Figure 1. Nanoscale Delivery Approaches for Small-Molecule Cargoes.
Lipid nanomaterials, polymer nanomaterials, cellulose, chitosan, hyaluronic acid, etc. all belong to the category of organic nanomaterials, which can be used to make drug carriers such as liposomes, nanoemulsions, solid lipid nanoparticles, polymer micelles, and polymer nanogels. Drug carriers prepared from organic nanomaterials have the advantages of high biocompatibility, good targeting, low toxicity, and good multi-drug loading. Among them, the research on liposomes as drug carriers started earlier, and now a large number of studies have been accumulated. Experience and clinical trial data, and there are many related products on the market, such as doxorubicin hydrochloride liposome injection (Doxil), amphotericin B liposome lyophilized powder for injection, (Ambisome), akamicin lipid Plastid inhalation suspension (Arikayce), paclitaxel liposome for injection (Lipusin), etc..
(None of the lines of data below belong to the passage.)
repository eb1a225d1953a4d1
//! HTTP client module for API testing
//!
//! Provides HTTP client functionality for exercising the marketplace API.

mod client;

pub use client::{HttpClient, HttpError, HttpRequest, DEFAULT_TIMEOUT_SECS};
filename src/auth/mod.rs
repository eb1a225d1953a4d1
//! Authentication helpers

mod session;

pub use session::AuthHelper;
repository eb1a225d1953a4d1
//! Shared utilities

pub mod logger;
pub mod timer;
//! Configuration file management
//!
//! Handles finding, loading, and validating configuration files.

use anyhow::{Context, Result};
use serde::{Deserialize, Serialize};
use std::path::{Path, PathBuf};

use super::AppConfig;

/// Supported config file version
const CONFIG_VERSION: &str = "1.0";

/// Configuration file locations (in order of precedence)
const CONFIG_LOCATIONS: &[&str] = &[
    "./fleetx-apitest.yaml",
    "./fleetx-apitest.yml",
    "./.fleetx-apitest.yaml",
    "~/.config/fleetx-apitest/config.yaml",
];

/// On-disk syntax, chosen by file extension
#[derive(Clone, Copy, Debug, PartialEq, Eq)]
enum Syntax {
    Yaml,
    Json,
}

impl Syntax {
    /// `.yaml`/`.yml` are YAML; anything else is read as JSON
    fn of(path: &Path) -> Self {
        match path.extension().and_then(|e| e.to_str()) {
            Some("yaml") | Some("yml") => Syntax::Yaml,
            _ => Syntax::Json,
        }
    }

    fn parse(self, content: &str) -> Result<ConfigFile> {
        match self {
            Syntax::Yaml => serde_yaml::from_str(content).context("Invalid YAML config"),
            Syntax::Json => serde_json::from_str(content).context("Invalid JSON config"),
        }
    }

    fn render(self, config: &ConfigFile) -> Result<String> {
        let content = match self {
            Syntax::Yaml => serde_yaml::to_string(config)?,
            Syntax::Json => serde_json::to_string_pretty(config)?,
        };
        Ok(content)
    }
}

/// Full configuration file structure
#[derive(Clone, Debug, Serialize, Deserialize)]
pub struct ConfigFile {
    /// Version of config file format
    #[serde(default = "default_version")]
    pub version: String,

    /// Application settings
    #[serde(default)]
    pub app: AppConfig,
}

fn default_version() -> String {
    CONFIG_VERSION.to_string()
}

impl Default for ConfigFile {
    fn default() -> Self {
        Self {
            version: default_version(),
            app: AppConfig::default(),
        }
    }
}

impl ConfigFile {
    /// First existing file among the standard locations
    pub fn find() -> Option<PathBuf> {
        CONFIG_LOCATIONS
            .iter()
            .map(|location| expand_home(location))
            .find(|path| path.is_file())
    }

    /// Load the first file found, or built-in defaults if there is none
    pub fn load_default() -> Result<Self> {
        match Self::find() {
            Some(path) => {
                tracing::debug!("Using config file {}", path.display());
                Self::load(&path)
            }
            None => Ok(Self::default()),
        }
    }

    /// Load `explicit` if given (from `--config` or `FLEETX_APITEST_CONFIG`),
    /// otherwise fall back to the standard locations
    pub fn resolve(explicit: Option<&str>) -> Result<Self> {
        match explicit {
            Some(path) => Self::load(path),
            None => Self::load_default(),
        }
    }

    /// Load and validate a config file
    pub fn load(path: impl AsRef<Path>) -> Result<Self> {
        let path = path.as_ref();
        let content = std::fs::read_to_string(path)
            .with_context(|| format!("Failed to read config file: {}", path.display()))?;

        let config = Syntax::of(path)
            .parse(&content)
            .with_context(|| format!("Failed to load {}", path.display()))?;
        config.validate()?;
        Ok(config)
    }

    /// Write the config, creating parent directories as needed
    pub fn save(&self, path: impl AsRef<Path>) -> Result<()> {
        let path = path.as_ref();
        let content = Syntax::of(path).render(self)?;

        match path.parent() {
            Some(parent) if !parent.as_os_str().is_empty() => {
                std::fs::create_dir_all(parent)
                    .with_context(|| format!("Failed to create directory: {}", parent.display()))?;
            }
            _ => {}
        }

        std::fs::write(path, content)
            .with_context(|| format!("Failed to write config file: {}", path.display()))
    }

    pub fn validate(&self) -> Result<()> {
        if self.version != CONFIG_VERSION {
            anyhow::bail!(
                "Unsupported config version: {} (expected {})",
                self.version,
                CONFIG_VERSION
            );
        }
        self.app.validate()
    }

    /// Config written by `config init`
    pub fn example() -> Self {
        let mut config = Self::default();
        config.app.results_dir = Some("./apitest-results".to_string());
        config
    }
}

/// Resolve a leading `~/` against the user's home directory
fn expand_home(path: &str) -> PathBuf {
    match (path.strip_prefix("~/"), dirs::home_dir()) {
        (Some(rest), Some(home)) => home.join(rest),
        _ => PathBuf::from(path),
    }
}
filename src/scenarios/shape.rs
//! Response body shape checks

use serde_json::Value;

use super::StepError;

/// Look up a dotted path such as `user.email`
pub fn field<'a>(body: &'a Value, path: &str, step: &str) -> Result<&'a Value, StepError> {
    path.split('.')
        .try_fold(body, |value, key| value.get(key))
        .filter(|value| !value.is_null())
        .ok_or_else(|| StepError::missing_field(step, path))
}

/// Require a list under `key`
pub fn list<'a>(body: &'a Value, key: &str, step: &str) -> Result<&'a Vec<Value>, StepError> {
    field(body, key, step)?
        .as_array()
        .ok_or_else(|| StepError::missing_field(step, key))
}

/// Require an identifier; string and numeric ids are both accepted
pub fn id(body: &Value, path: &str, step: &str) -> Result<String, StepError> {
    match field(body, path, step)? {
        Value::String(s) => Ok(s.clone()),
        Value::Number(n) => Ok(n.to_string()),
        _ => Err(StepError::missing_field(step, path)),
    }
}

/// Render a scalar for a report message
pub fn text(value: &Value) -> String {
    match value {
        Value::String(s) => s.clone(),
        other => other.to_string(),
    }
}
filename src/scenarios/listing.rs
//! Scenarios 8-9: authenticated list retrieval
//!
//! Template for "log in as a role, GET a collection, count it".

use tracing::info;

use super::{shape, ScenarioContext, StepError};
use crate::http::HttpRequest;
use crate::models::Role;

#[derive(Clone, Debug)]
pub struct ListingScenario {
    pub role: Role,
    /// Collection name: both the path segment and the body key
    pub resource: &'static str,
}

impl ListingScenario {
    pub fn new(role: Role, resource: &'static str) -> Self {
        Self { role, resource }
    }

    pub fn documents() -> Self {
        Self::new(Role::Transporter, "documents")
    }

    pub fn messages() -> Self {
        Self::new(Role::Client, "messages")
    }

    pub async fn run(&self, ctx: &ScenarioContext) -> Result<String, StepError> {
        info!("Running {} listing as {}", self.resource, self.role);
        let token = ctx.login(self.role).await?;

        let body = ctx
            .expect_json(
                HttpRequest::get(ctx.api(&format!("/{}", self.resource))).bearer(&token),
                200,
                &format!("Failed to retrieve {}", self.resource),
            )
            .await?;
        let count = shape::list(&body, self.resource, self.resource)?.len();

        Ok(format!("Retrieved {count} {}", self.resource))
    }
}

#[cfg(test)]
mod tests {
    use super::*;
    use crate::scenarios::context::test_support::{context, mock_login, mock_login_rejected};
    use mockito::Server;

    #[tokio::test]
    async fn test_documents() {
        let mut server = Server::new_async().await;
        let _login = mock_login(&mut server, Role::Transporter, "T").await;
        let _docs = server
            .mock("GET", "/api/documents")
            .match_header("authorization", "Bearer T")
            .with_status(200)
            .with_body(r#"{"documents":[{"id":"d1"},{"id":"d2"}]}"#)
            .create_async()
            .await;

        let message = ListingScenario::documents()
            .run(&context(&server.url()))
            .await
            .unwrap();
        assert_eq!(message, "Retrieved 2 documents");
    }

    #[tokio::test]
    async fn test_messages_empty() {
        let mut server = Server::new_async().await;
        let _login = mock_login(&mut server, Role::Client, "C").await;
        let _msgs = server
            .mock("GET", "/api/messages")
            .with_status(200)
            .with_body(r#"{"messages":[]}"#)
            .create_async()
            .await;

        let message = ListingScenario::messages()
            .run(&context(&server.url()))
            .await
            .unwrap();
        assert_eq!(message, "Retrieved 0 messages");
    }

    #[tokio::test]
    async fn test_retrieval_failure() {
        let mut server = Server::new_async().await;
        let _login = mock_login(&mut server, Role::Client, "C").await;
        let _msgs = server
            .mock("GET", "/api/messages")
            .with_status(500)
            .create_async()
            .await;

        let err = ListingScenario::messages()
            .run(&context(&server.url()))
            .await
            .unwrap_err();
        assert_eq!(err.to_string(), "Failed to retrieve messages: 500");
    }

    #[tokio::test]
    async fn test_missing_collection_key() {
        let mut server = Server::new_async().await;
        let _login = mock_login(&mut server, Role::Transporter, "T").await;
        let _docs = server
            .mock("GET", "/api/documents")
            .with_status(200)
            .with_body(r#"{"items":[]}"#)
            .create_async()
            .await;

        let err = ListingScenario::documents()
            .run(&context(&server.url()))
            .await
            .unwrap_err();
        assert_eq!(err, StepError::missing_field("documents", "documents"));
    }

    #[tokio::test]
    async fn test_login_failure() {
        let mut server = Server::new_async().await;
        let _login = mock_login_rejected(&mut server, Role::Transporter).await;

        let err = ListingScenario::documents()
            .run(&context(&server.url()))
            .await
            .unwrap_err();
        assert_eq!(err.to_string(), "Transporter authentication failed");
    }
}
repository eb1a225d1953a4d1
//! Timing helpers for scenario steps

use std::future::Future;
use std::time::Instant;

/// Await `fut`, returning its output and the wall time it took in ms.
///
/// The duration is logged at debug level under `label`.
pub async fn timed<F: Future>(label: &str, fut: F) -> (F::Output, u64) {
    let start = Instant::now();
    let output = fut.await;
    let elapsed_ms = start.elapsed().as_millis() as u64;
    tracing::debug!("{} took {}ms", label, elapsed_ms);
    (output, elapsed_ms)
}

#[cfg(test)]
mod tests {
    use super::*;
    use std::time::Duration;

    #[tokio::test]
    async fn test_timed_measures_the_future() {
        let (value, ms) = timed("sleep", async {
            tokio::time::sleep(Duration::from_millis(20)).await;
            7
        })
        .await;
        assert_eq!(value, 7);
        assert!(ms >= 20);
    }

    #[tokio::test]
    async fn test_timed_ready_future() {
        let (value, ms) = timed("ready", async { "done" }).await;
        assert_eq!(value, "done");
        assert!(ms < 1000);
    }
}
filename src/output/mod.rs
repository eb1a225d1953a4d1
//! Output formatting module
//!
//! Provides various output formats for test results.

mod formatter;

pub use formatter::{OutputFormat, ResultFormatter};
Compared with organic nanomaterials, inorganic nanomaterials can be described as a rising star in the field of biomedicine. They have the advantages of simple preparation, good shape and size controllability, and easy surface modification. The unique optical, electrical, and magnetic properties of the material endow it with potential imaging development, targeted delivery, and synergistic drug therapy. Commonly used inorganic nanomaterials include carbon nanomaterials, silica nanoparticles, calcium nanomaterials, gold nanoparticles, magnetic nanoparticles, upconversion nanoparticles and quantum dots. At present, related products based on inorganic nanomaterials have entered clinical trials.
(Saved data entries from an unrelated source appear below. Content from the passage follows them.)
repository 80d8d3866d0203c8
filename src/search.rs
use crate::tree::{NodeKind, TreeNode};
use std::borrow::Cow;
use std::collections::HashMap;
use std::time::Instant;

/// Prune `tree` to entries whose full path contains `query`, ignoring case.
///
/// Directories survive when their own path matches or when anything below
/// them does. The empty query returns the tree itself.
pub fn filter<'a>(tree: &'a TreeNode, query: &str) -> Cow<'a, TreeNode> {
    if query.is_empty() {
        return Cow::Borrowed(tree);
    }

    let start_time = Instant::now();
    let needle = query.to_lowercase();
    let children = match tree.children() {
        Some(children) => prune_children(children, &needle),
        None => HashMap::new(),
    };
    let filtered = TreeNode {
        name: tree.name.clone(),
        path: tree.path.clone(),
        kind: NodeKind::Dir { children },
    };
    log::debug!("🔍 filter: query '{}' took {:?}", query, start_time.elapsed());
    Cow::Owned(filtered)
}

fn prune_children(children: &HashMap<String, TreeNode>, needle: &str) -> HashMap<String, TreeNode> {
    children
        .iter()
        .filter_map(|(name, child)| prune(child, needle).map(|kept| (name.clone(), kept)))
        .collect()
}

fn prune(node: &TreeNode, needle: &str) -> Option<TreeNode> {
    let matches = node.path.to_lowercase().contains(needle);
    match &node.kind {
        NodeKind::File => matches.then(|| node.clone()),
        NodeKind::Dir { children } => {
            let kept = prune_children(children, needle);
            if kept.is_empty() && !matches {
                return None;
            }
            Some(TreeNode {
                name: node.name.clone(),
                path: node.path.clone(),
                kind: NodeKind::Dir { children: kept },
            })
        }
    }
}

/// Current search query of the tree view
#[derive(Debug, Clone, Default, PartialEq, Eq)]
pub struct SearchFilter {
    query: String,
    lowered: String,
}

impl SearchFilter {
    pub fn new(query: &str) -> Self {
        Self {
            query: query.to_string(),
            lowered: query.to_lowercase(),
        }
    }

    pub fn query(&self) -> &str {
        &self.query
    }

    pub fn is_active(&self) -> bool {
        !self.query.is_empty()
    }

    pub fn matches(&self, path: &str) -> bool {
        !self.is_active() || path.to_lowercase().contains(&self.lowered)
    }

    pub fn apply<'a>(&self, tree: &'a TreeNode) -> Cow<'a, TreeNode> {
        filter(tree, &self.query)
    }
}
Many physiological phenomena and diseases of the human body occur at the nanometer level. As the bearer of life activities and nucleic acid as the carrier of genetic information, they undertake most of the physiological activities in the body and are ideal natural drug carrier materials. With the vigorous development of the field of bioomics, more researchers have turned their attention to bio-nanomaterials with good biocompatibility, easy degradation, high safety, and certain targeting functions. Biological nanomaterials include endogenous natural nanomaterials and biomimetic nanomaterials, such as lipoproteins, exosomes, virus particle and DNA nanomaterials. The lipoprotein nano-drug delivery system is a drug-carrier integrated delivery system formed based on lipid metabolism and transport functions and amphiphilic structure, and some products have entered the clinical stage.
Composite nanomaterials (or organic-inorganic hybrid nanomaterials) prepared based on the advantages of the above organic nanomaterials and inorganic nanomaterials have also become the focus of many researches, such as the use of organic materials to modify inorganic nanomaterials, in order to improve its physicochemical properties and in vivo kinetic behavior, or introduce inorganic metal nanomaterials into lipid or polymer nanomaterials to prepare multifunctional nanosystems containing both contrast agents and drugs to achieve integration.
Figure 2. Cell-Mediated Drug Delivery for Cancer Treatment.
In short, understanding and applying nanotechnology in drug R&D provides new ideas for drug R&D. In order to facilitate everyone's understanding of the application of nanotechnology in drug delivery, we have compiled nanotechnology related materials for drug delivery. We will display the relevant information of nano-drug delivery in this section, including: the carrier of the nano-drug delivery system, the delivery molecule, the delivery method, applications and other.